Middle-income families have multiple options to funnel their hard-earned savings into investment plans being offered by banks, post offices and financial firms, especially for them.

These range from no-risk plans backed by the government that offer guaranteed returns, to middle-risk and higher-risk plans promising higher returns. The latter carry an element of risk as they are linked to the stock market and therefore prone to its fluctuations.

Middle income investors who want to play safe and avoid risk can invest in the following schemes that offer guaranteed returns:

Public Provident Fund (PPF): This is the most popular long-term investment product with a minimum investment of just Rs. 100 per annum.

The scheme guarantees returns of 7.10 per cent per annum that are completely tax-free. PPF schemes are also eligible for tax saving under Section 80C of the Income Tax Act. However, the scheme has a lock-in period of 15 years.

Post office saving schemes: These are government-backed and thus provide guaranteed returns. These have the advantage of giving returns at a compound rate of interest, which is much higher than other bank saving schemes that offer simple interest. They also offer tax benefits up to Rs. 1.5 lakh under Section 80C of the Income Tax Act. They include several reliable products on which the interest rate varies according to the tenure, ranging from 6.9 per cent for a year’s term to 7.5 per cent for a five-year term which is compounded on a quarterly basis.

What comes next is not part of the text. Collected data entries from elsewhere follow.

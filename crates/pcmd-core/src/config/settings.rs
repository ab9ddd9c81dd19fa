//! File-backed defaults

use serde::{Deserialize, Serialize};
use std::path::PathBuf;
use std::time::Duration;

use super::serde_utils::{duration_millis, duration_secs};
use crate::readiness::PollSettings;

/// Settings read from `config.toml`; command-line flags override them.
#[derive(Debug, Clone, PartialEq, Eq, Serialize, Deserialize)]
#[serde(default)]
pub struct Settings {
    /// Where to keep lock and log files
    pub work_dir: PathBuf,

    /// Time given to the proxy command to clean up once proxying is complete
    #[serde(with = "duration_secs")]
    pub grace_period: Duration,

    /// Delay between ControlMaster readiness checks
    #[serde(with = "duration_millis")]
    pub poll_interval: Duration,

    /// Number of ControlMaster readiness checks before giving up
    pub poll_attempts: u32,
}

impl Default for Settings {
    fn default() -> Self {
        let poll = PollSettings::default();
        Self {
            work_dir: PathBuf::from("."),
            grace_period: Duration::from_secs(300),
            poll_interval: poll.interval,
            poll_attempts: poll.max_attempts,
        }
    }
}

impl Settings {
    /// Readiness polling parameters
    pub fn poll_settings(&self) -> PollSettings {
        PollSettings {
            interval: self.poll_interval,
            max_attempts: self.poll_attempts,
        }
    }
}
//! Core error types for pcmd

use std::path::PathBuf;
use thiserror::Error;

/// Top-level error type for pcmd
#[derive(Error, Debug)]
pub enum PcmdError {
    /// Lock error
    #[error("Lock error: {0}")]
    Lock(#[from] LockError),

    /// Supervisor error
    #[error("Supervisor error: {0}")]
    Supervisor(#[from] SupervisorError),

    /// Configuration error
    #[error("Configuration error: {0}")]
    Config(#[from] ConfigError),
}

/// Lock-related errors
///
/// Contention is not represented here: another holder is reported as
/// [`crate::lock::LockOutcome::Contended`].
#[derive(Error, Debug)]
pub enum LockError {
    /// The lock file could not be opened or created
    #[error("Failed to open lock file {path:?}: {source}")]
    Open {
        path: PathBuf,
        #[source]
        source: std::io::Error,
    },

    /// flock(2) failed for a reason other than contention
    #[error("Failed to lock {path:?}: {source}")]
    Flock {
        path: PathBuf,
        #[source]
        source: std::io::Error,
    },

    /// The lock file could not be inspected after locking
    #[error("Failed to inspect lock file {path:?}: {source}")]
    Inspect {
        path: PathBuf,
        #[source]
        source: std::io::Error,
    },

    /// Removing the lock file on release failed
    #[error("Failed to remove lock file {path:?}: {source}")]
    Remove {
        path: PathBuf,
        #[source]
        source: std::io::Error,
    },
}

/// Subprocess supervision errors
#[derive(Error, Debug)]
pub enum SupervisorError {
    /// No program was given
    #[error("No command given to supervise")]
    EmptyCommand,

    /// The stderr log file could not be created
    #[error("Failed to create log file {path:?}: {source}")]
    LogFile {
        path: PathBuf,
        #[source]
        source: std::io::Error,
    },

    /// The child process could not be started
    #[error("Failed to start {program}: {source}")]
    Spawn {
        program: String,
        #[source]
        source: std::io::Error,
    },

    /// A piped stdio handle was not available after spawn
    #[error("Child {0} pipe was not captured")]
    MissingPipe(&'static str),

    /// Waiting on the child failed
    #[error("Failed to wait for {program}: {source}")]
    Wait {
        program: String,
        #[source]
        source: std::io::Error,
    },
}

/// Configuration-related errors
#[derive(Error, Debug)]
pub enum ConfigError {
    /// Config file not found
    #[error("Config file not found: {0}")]
    NotFound(PathBuf),

    /// Invalid configuration
    #[error("Invalid config: {0}")]
    Invalid(String),

    /// TOML parse error
    #[error("TOML parse error: {0}")]
    Parse(#[from] toml::de::Error),

    /// Locking was requested without a complete identity
    #[error(
        "If using --lock or --wait-for-master, you must also provide -r and -h \
         (and -p if different than 22). pcmd uses this information to generate \
         a unique path to a lock file."
    )]
    IncompleteIdentity,

    /// The working directory could not be prepared
    #[error("Failed to create working directory {path:?}: {source}")]
    WorkDir {
        path: PathBuf,
        #[source]
        source: std::io::Error,
    },
}

#[cfg(test)]
mod tests {
    use super::*;

    #[test]
    fn test_incomplete_identity_message_mentions_flags() {
        let msg = ConfigError::IncompleteIdentity.to_string();
        assert!(msg.contains("-r"));
        assert!(msg.contains("-h"));
        assert!(msg.contains("lock file"));
    }

    #[test]
    fn test_lock_error_converts_to_top_level() {
        let err: PcmdError = LockError::Open {
            path: PathBuf::from("/nope/pcmd.lock"),
            source: std::io::Error::from(std::io::ErrorKind::NotFound),
        }
        .into();
        assert!(err.to_string().starts_with("Lock error: Failed to open lock file"));
    }

    #[test]
    fn test_work_dir_error_converts_to_top_level() {
        let err: PcmdError = ConfigError::WorkDir {
            path: PathBuf::from("/nope/.pcmd"),
            source: std::io::Error::from(std::io::ErrorKind::PermissionDenied),
        }
        .into();
        assert!(matches!(err, PcmdError::Config(ConfigError::WorkDir { .. })));
    }
}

There is also a post office monthly income scheme which is suitable for senior citizens. The maximum deposit for the senior citizen monthly income scheme has been enhanced from Rs. 15 lakh to Rs. 30 lakh. The maximum deposit limit for the monthly savings scheme has also been enhanced from Rs. 4.5 lakh to Rs. 9 lakh for a single account and from Rs. 9 lakh to Rs. 15 lakh for a joint account.

National Savings Certificate: The NSC is a government scheme with five-year tenure and pays an interest of 7.70 per cent per annum. Both the investment and interest are exempted from tax.

Fixed deposits: These are offered by banks and are popular and conventional investment products that are safe with guaranteed returns. The interest rate varies from bank to bank but lies within the range of 3.50 per cent to 8.50 per cent per annum, depending on the tenure which can range from less than a month to a period of 10 years.

Meanwhile, there are other options that offer high returns but carry risk. They include:

Equity funds: Equity mutual funds mainly invest in stocks and other equity instruments. The returns are market-linked, and hence there is no guarantee of returns. Equity is an asset class that has the potential to deliver high returns in the long-term horizon (5+ years) to maximise returns but there is a risk involved as markets can crash.

Hybrid funds: These funds invest in both equity and debt instruments. Their returns are dependent on the market and best suit a medium-term investment horizon (3-5 years). They are less volatile than equity funds but riskier than debt funds.

The schemes with moderate risk include:

National Pension Scheme: The NPS is a government scheme that encourages retirement savings. The returns are market-linked, but since a government institution regulates the scheme, it is considered a moderately safe investment option.

Debt Funds: Debt funds majorly invest in fixed income securities. They are low-risk investments that offer predictable returns. However, they are subject to default risk and interest rate risk. These are short term investments that suit tenure of one to five years.

Plans for Senior Citizens: Those above the age of 60 should give priority to investing in schemes that are safe and generate guaranteed and regular income.

The options for them are the Senior Citizens Savings Scheme (SCSS); Post Office Monthly Income Scheme (POMIS); Senior Citizen FDs and RDs.

At the end of the day, it makes economic sense to consult a professional financial advisor while making an investment plan to get the best returns. Having a diversified and balanced portfolio also helps to reduce the overall risk.